Diese Reisen führten mich und mein Geliebter zu unseren Mysterien als Mann und Frau. Es wurde mir als Frau bewusst, dass die Göttlich Weibliche Urkraft immer rein ist und war. Sie blieb all die Jahrtausende im Verborgenen. Wenn ich mein Leben betrachte, war ich viele Jahre beschäftigt, die kollektiven und persönlichen Emotionen der menschlichen Liebe zwischen Mann und Frau zu klären, vorzudringen zu der reinen Quelle der menschlichen Liebe in mir und anderen. Ich trinke nun schon viele Jahre von dieser Quelle und führe Menschen zu ihr. Die Schwarzen Frauen enthüllten sich als Hüterinnen dieser Quelle. So beginnt sich diese Kraft zu offenbaren, Blüte um Blüte in ihrer unversehrten Schönheit. Sie ist bereit, das Männliche zu empfangen, zu lehren, zu lieben, zu segnen und sie ist bereit sich lieben zu lassen. In dieser Vereinigung des Heiligen Weiblichen und Heiligen Männlichen steigen die verborgenen Kristallstädte aus der Erde empor und erstrahlen im Licht der Heiligen Beziehungen.

Warum kehrt wohl die Schwarze Madonna in unserer Zeit zurück. Sie erscheint bei vielen Menschen in ihren Träumen oder als Vision. Das Ähnliche geschieht mit der Weissen Büffelfrau. In inneren Visionen wurde mir gezeigt, dass die Kraft der Schwarzen Madonna und der Weissen Büffelfrau identisch ist.

Die Schwarze Madonna ruft uns in die Dunkelheit, in die Tiefe ihrer Krypta. Alle MystikerInnen nennen die Dunkelheit das „Innere“ oder die Essenz der Dinge. Dort ruht die Göttlichkeit, dort ruht das wahre Selbst.

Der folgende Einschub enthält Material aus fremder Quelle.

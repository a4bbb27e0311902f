//! Batch coordinator tests: enumeration, eligibility, pacing, partial failure.

mod common;

use std::time::Duration;

use chrono::{TimeZone, Utc};
use common::{RecordingPacer, StubExecutor};
use ga4_extract::batch::{parse_batch_config, plan, BatchRunner, ConfigFormat};
use ga4_extract::models::{Brand, DimensionFilter, MatchType, ReportDefinition};
use ga4_extract::{Delimiter, ExtractError, Exporter};

fn runner<'a>(
    executor: &'a StubExecutor,
    dir: &std::path::Path,
) -> BatchRunner<&'a StubExecutor, RecordingPacer> {
    BatchRunner::new(executor, Exporter::new(dir, Delimiter::Comma))
        .with_pacer(RecordingPacer::default())
        .with_today(common::today())
}

fn brands() -> Vec<Brand> {
    vec![Brand::new("Alpha", "111"), Brand::new("Beta", "222")]
}

// ---------------------------------------------------------------------------
// Planning
// ---------------------------------------------------------------------------

#[test]
fn plan_enumerates_reports_then_ranges_then_brands() {
    let cfg = common::config(
        vec![
            common::range("q1", "2024-01-01", "2024-03-31"),
            common::range("q2", "2024-04-01", "2024-06-30"),
        ],
        vec![
            ReportDefinition::new("traffic", &["country"], &["sessions"]),
            ReportDefinition::new("totals", &[], &["activeUsers"]),
        ],
        brands(),
    );

    let plan = plan(&cfg).unwrap();
    let order: Vec<(&str, &str, &str)> = plan
        .combinations
        .iter()
        .map(|c| (c.report.name.as_str(), c.date_range.label.as_str(), c.brand.name.as_str()))
        .collect();
    assert_eq!(
        order,
        vec![
            ("traffic", "q1", "Alpha"),
            ("traffic", "q1", "Beta"),
            ("traffic", "q2", "Alpha"),
            ("traffic", "q2", "Beta"),
            ("totals", "q1", "Alpha"),
            ("totals", "q1", "Beta"),
            ("totals", "q2", "Alpha"),
            ("totals", "q2", "Beta"),
        ]
    );
}

#[test]
fn plan_excludes_placeholder_and_empty_property_ids() {
    let cfg = common::config(
        vec![common::range("all", "30daysAgo", "today")],
        vec![ReportDefinition::new("traffic", &[], &["sessions"])],
        vec![
            Brand::new("Alpha", "111"),
            Brand::new("Template", "FILL_IN"),
            Brand::new("Blank", ""),
            Brand::new("Spaces", "   "),
        ],
    );

    let plan = plan(&cfg).unwrap();
    assert_eq!(plan.eligible.len(), 1);
    assert_eq!(plan.skipped.len(), 3);
    assert_eq!(plan.combinations.len(), 1);
}

#[test]
fn plan_with_no_eligible_brands_is_an_error() {
    let cfg = common::config(
        vec![common::range("all", "30daysAgo", "today")],
        vec![ReportDefinition::new("traffic", &[], &["sessions"])],
        vec![Brand::new("Template", "FILL_IN")],
    );
    assert!(matches!(plan(&cfg), Err(ExtractError::NoBrandsConfigured)));
}

// ---------------------------------------------------------------------------
// Calls and pacing
// ---------------------------------------------------------------------------

#[test]
fn issues_one_call_per_combination_with_pauses_between() {
    let tmp = tempfile::tempdir().unwrap();
    let stub = StubExecutor::new();
    let mut cfg = common::config(
        vec![
            common::range("q1", "2024-01-01", "2024-03-31"),
            common::range("q2", "2024-04-01", "2024-06-30"),
        ],
        vec![
            ReportDefinition::new("a", &["country"], &["sessions"]),
            ReportDefinition::new("b", &["city"], &["activeUsers"]),
            ReportDefinition::new("c", &[], &["screenPageViews"]),
        ],
        brands(),
    );
    cfg.request_delay_secs = 0.5;

    let mut runner = runner(&stub, tmp.path());
    let summary = runner.run_batch(&cfg).unwrap();

    assert_eq!(stub.call_count(), 2 * 2 * 3);
    assert_eq!(summary.succeeded, 12);
    assert_eq!(summary.failed, 0);
    assert_eq!(runner.pacer().pauses.len(), 11);
    assert!(runner
        .pacer()
        .pauses
        .iter()
        .all(|d| *d == Duration::from_millis(500)));
}

#[test]
fn failed_calls_are_still_paced() {
    let tmp = tempfile::tempdir().unwrap();
    let stub = StubExecutor::new().failing_property("222");
    let cfg = common::config(
        vec![common::range("all", "7daysAgo", "today")],
        vec![ReportDefinition::new("traffic", &[], &["sessions"])],
        vec![
            Brand::new("Alpha", "111"),
            Brand::new("Beta", "222"),
            Brand::new("Gamma", "333"),
        ],
    );

    let mut runner = runner(&stub, tmp.path());
    let summary = runner.run_batch(&cfg).unwrap();

    assert_eq!(stub.call_count(), 3);
    assert_eq!(runner.pacer().pauses, vec![Duration::from_secs(1); 2]);
    assert_eq!(summary.succeeded, 2);
    assert_eq!(summary.failed, 1);
}

#[test]
fn resolves_dates_and_passes_report_fields() {
    let tmp = tempfile::tempdir().unwrap();
    let stub = StubExecutor::new();
    let filter = DimensionFilter {
        field: "country".to_string(),
        match_type: MatchType::Exact,
        value: "France".to_string(),
        case_sensitive: false,
    };
    let cfg = common::config(
        vec![common::range("last_week", "7daysAgo", "yesterday")],
        vec![ReportDefinition::new("fr", &["country", "city"], &["sessions"]).with_filter(filter.clone())],
        vec![Brand::new("Alpha", "111")],
    );

    runner(&stub, tmp.path()).run_batch(&cfg).unwrap();

    let calls = stub.calls.borrow();
    assert_eq!(calls.len(), 1);
    assert_eq!(calls[0].property_id, "111");
    assert_eq!(calls[0].dates.start.to_string(), "2024-03-08");
    assert_eq!(calls[0].dates.end.to_string(), "2024-03-14");
    assert_eq!(calls[0].dimensions, vec!["country", "city"]);
    assert_eq!(calls[0].metrics, vec!["sessions"]);
    assert_eq!(calls[0].filter, Some(filter));
}

#[test]
fn zero_eligible_brands_aborts_before_any_call() {
    let tmp = tempfile::tempdir().unwrap();
    let stub = StubExecutor::new();
    let cfg = common::config(
        vec![common::range("all", "30daysAgo", "today")],
        vec![ReportDefinition::new("traffic", &[], &["sessions"])],
        vec![Brand::new("Template", "FILL_IN"), Brand::new("Blank", "")],
    );

    let result = runner(&stub, tmp.path()).run_batch(&cfg);
    assert!(matches!(result, Err(ExtractError::NoBrandsConfigured)));
    assert_eq!(stub.call_count(), 0);
    assert!(common::files_in(tmp.path()).is_empty());
}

Die Schwarze Madonna vermittelt uns das Gefühl der Einheit. Sie bringt uns in einen Zustand zurück, in dem wir alle Wesen wieder als göttlich anerkennen können. Sie führt uns aus der Zersplitterung und Separierung heraus und bringt uns wieder mit dem Ganzen in Beziehung. Die Schwarzen Frauen fordern uns auf, ihre Kraft zu verkörpern. Sie wollen lebendig werden in uns, sich ausstrahlen, sich ausdrücken in unserem alltäglichen Leben, in unseren Beziehungen, in unserem Sein.